被告辯稱系爭遺囑之完成,並非屬被繼承人耿世孝口述遺囑意旨,不符代筆遺囑之要件,自屬無效云云,亦不可取。至被告所提出繼承人耿世孝於87年1 月12日聲請核發印鑑證明書上「耿世孝」之簽名,與系爭遺囑,以肉眼比對結果,筆勢及書寫慣性上,有多處相合,被告執此主張系爭遺囑上耿世孝之簽名非真正云云,亦不可取。
(二)證人丙○○雖證稱:聽老院長講的,財產本來就是佛院另一支派的財產,只是信託登記在耿先生的名下,不清楚財產是否是信託等語。惟證人乙○○證稱:我住在道場旁邊,我知道當初耿先生、周先生、商先生三人從大陸有帶來資金開設照相館(台北市○○○路○○號),後來道親也有捐獻給道場,所以我認為他的財產開照相館做生意賺來的及道友出資來買這些財產,因為他是道友裡最長輩的,所以登記在他名下,道友當初出資也是捐獻給道場的意思等語。證人徐曄梅則證稱:我不知道耿先生的財產從何而來,四十四年時有十年的時間攝影公司生意非常好等語。
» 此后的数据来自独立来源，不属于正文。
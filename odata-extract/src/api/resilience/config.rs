//! Resilience configuration with builder pattern
//!
//! Provides a unified configuration for the retry policy and call timeouts
//! with defaults tuned for the SAP gateway limits.

use serde::Deserialize;
use std::time::Duration;

use super::retry::RetryConfig;

/// Gateway-side timeout of the SuccessFactors OData endpoint
const GATEWAY_TIMEOUT: Duration = Duration::from_secs(300);

/// Global resilience configuration for service calls
#[derive(Debug, Clone, PartialEq)]
pub struct ResilienceConfig {
    pub retry: RetryConfig,
    /// Applied to connect and to the whole request/response exchange
    pub timeout: Duration,
}

impl Default for ResilienceConfig {
    fn default() -> Self {
        Self {
            retry: RetryConfig::default(),
            timeout: GATEWAY_TIMEOUT,
        }
    }
}

impl ResilienceConfig {
    /// Create a new builder for ResilienceConfig
    pub fn builder() -> ResilienceConfigBuilder {
        ResilienceConfigBuilder::new()
    }

    /// Disable retries (for testing and one-shot diagnostics)
    pub fn disabled() -> Self {
        Self {
            retry: RetryConfig::no_retry(),
            timeout: GATEWAY_TIMEOUT,
        }
    }

    /// Overlay values from a `[resilience]` config file section
    pub fn with_settings(mut self, settings: &ResilienceSettings) -> Self {
        if let Some(max_attempts) = settings.max_attempts {
            self.retry.max_attempts = max_attempts;
        }
        if let Some(secs) = settings.base_delay_secs {
            self.retry.base_delay = Duration::from_secs(secs);
        }
        if let Some(secs) = settings.max_delay_secs {
            self.retry.max_delay = Duration::from_secs(secs);
        }
        if let Some(multiplier) = settings.backoff_multiplier {
            self.retry.backoff_multiplier = multiplier;
        }
        if let Some(secs) = settings.timeout_secs {
            self.timeout = Duration::from_secs(secs);
        }
        self
    }
}

/// Optional overrides as read from the config file
#[derive(Debug, Clone, Default, PartialEq, Deserialize)]
#[serde(default)]
pub struct ResilienceSettings {
    pub max_attempts: Option<u32>,
    pub base_delay_secs: Option<u64>,
    pub max_delay_secs: Option<u64>,
    pub backoff_multiplier: Option<f64>,
    pub timeout_secs: Option<u64>,
}

/// Builder for ResilienceConfig
#[derive(Debug)]
pub struct ResilienceConfigBuilder {
    config: ResilienceConfig,
}

impl ResilienceConfigBuilder {
    pub fn new() -> Self {
        Self {
            config: ResilienceConfig::default(),
        }
    }

    /// Configure retry behavior
    pub fn retry_config(mut self, retry: RetryConfig) -> Self {
        self.config.retry = retry;
        self
    }

    /// Set max attempts (including the first call)
    pub fn max_attempts(mut self, attempts: u32) -> Self {
        self.config.retry.max_attempts = attempts;
        self
    }

    /// Set the first backoff delay
    pub fn base_delay(mut self, delay: Duration) -> Self {
        self.config.retry.base_delay = delay;
        self
    }

    /// Set the call timeout
    pub fn timeout(mut self, timeout: Duration) -> Self {
        self.config.timeout = timeout;
        self
    }

    /// Build the final configuration
    pub fn build(self) -> ResilienceConfig {
        self.config
    }
}

impl Default for ResilienceConfigBuilder {
    fn default() -> Self {
        Self::new()
    }
}

#[cfg(test)]
mod tests {
    use super::*;

    #[test]
    fn test_default_config() {
        let config = ResilienceConfig::default();

        assert_eq!(config.retry.max_attempts, 5);
        assert_eq!(config.retry.base_delay, Duration::from_secs(5));
        assert_eq!(config.timeout, Duration::from_secs(300));
    }

    #[test]
    fn test_disabled_config() {
        let config = ResilienceConfig::disabled();

        assert_eq!(config.retry.max_attempts, 1);
        assert_eq!(config.timeout, Duration::from_secs(300));
    }

    #[test]
    fn test_builder_pattern() {
        let config = ResilienceConfig::builder()
            .max_attempts(3)
            .base_delay(Duration::from_secs(1))
            .timeout(Duration::from_secs(60))
            .build();

        assert_eq!(config.retry.max_attempts, 3);
        assert_eq!(config.retry.base_delay, Duration::from_secs(1));
        assert_eq!(config.timeout, Duration::from_secs(60));
    }

    #[test]
    fn test_settings_overlay_only_touches_present_values() {
        let settings: ResilienceSettings = toml::from_str("max_attempts = 2\ntimeout_secs = 30").unwrap();
        let config = ResilienceConfig::default().with_settings(&settings);

        assert_eq!(config.retry.max_attempts, 2);
        assert_eq!(config.timeout, Duration::from_secs(30));
        assert_eq!(config.retry.base_delay, Duration::from_secs(5));
        assert_eq!(config.retry.backoff_multiplier, 2.0);
    }
}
是原告並不知系爭財產是否為信託財產,證人乙○○則認為系爭財產為被繼承人耿世孝從事照相館生意所得及道友捐獻而來,則系爭財產既為被繼承人耿世孝生前所有,被告就系爭財產為他人信託乙節,亦不能舉證以實其說,被告主張被繼承人耿世孝所為遺產之處分,不發生處分遺產之法律效果,原告無即受確認判決之法律上利益云云,亦不可取。
四、綜上所陳,系爭遺囑符合民法第1194條所定代筆遺囑之要件,且非無權處分,從而,原告請求確認被繼承人耿世孝於87年9 月15日所立遺囑為真正,洵屬有據,應予准許。
五、結論:本件原告之訴為有理由,並依民事訴訟法第78條,判決如主文。
中 華 民 國 95 年 4 月 7 日
家事庭法 官 李慈惠以上正本係照原本作成。
如對本判決上訴,須於判決送達後20日之不變期間內,向本院提出上訴狀。